(Dataset entries)
*** Begin section ***

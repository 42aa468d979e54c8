//! Fetch Layer
//!
//! Origin transport, request coalescing and the fetch-through-cache client.

mod client;
mod coalescer;
mod transport;

pub use client::{FetchConfig, OriginCache, PayloadFormat};
pub use coalescer::{Coalescer, SharedFetch};
pub use transport::{HttpTransport, OriginResponse, Transport};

*** End section ***

→ Exercise aim: With nothing omitted, set down all of the records again.

→ Expected answer:
repository 42aa468d979e54c8
//! Fetch Layer
//!
//! Origin transport, request coalescing and the fetch-through-cache client.

mod client;
mod coalescer;
mod transport;

pub use client::{FetchConfig, OriginCache, PayloadFormat};
pub use coalescer::{Coalescer, SharedFetch};
pub use transport::{HttpTransport, OriginResponse, Transport};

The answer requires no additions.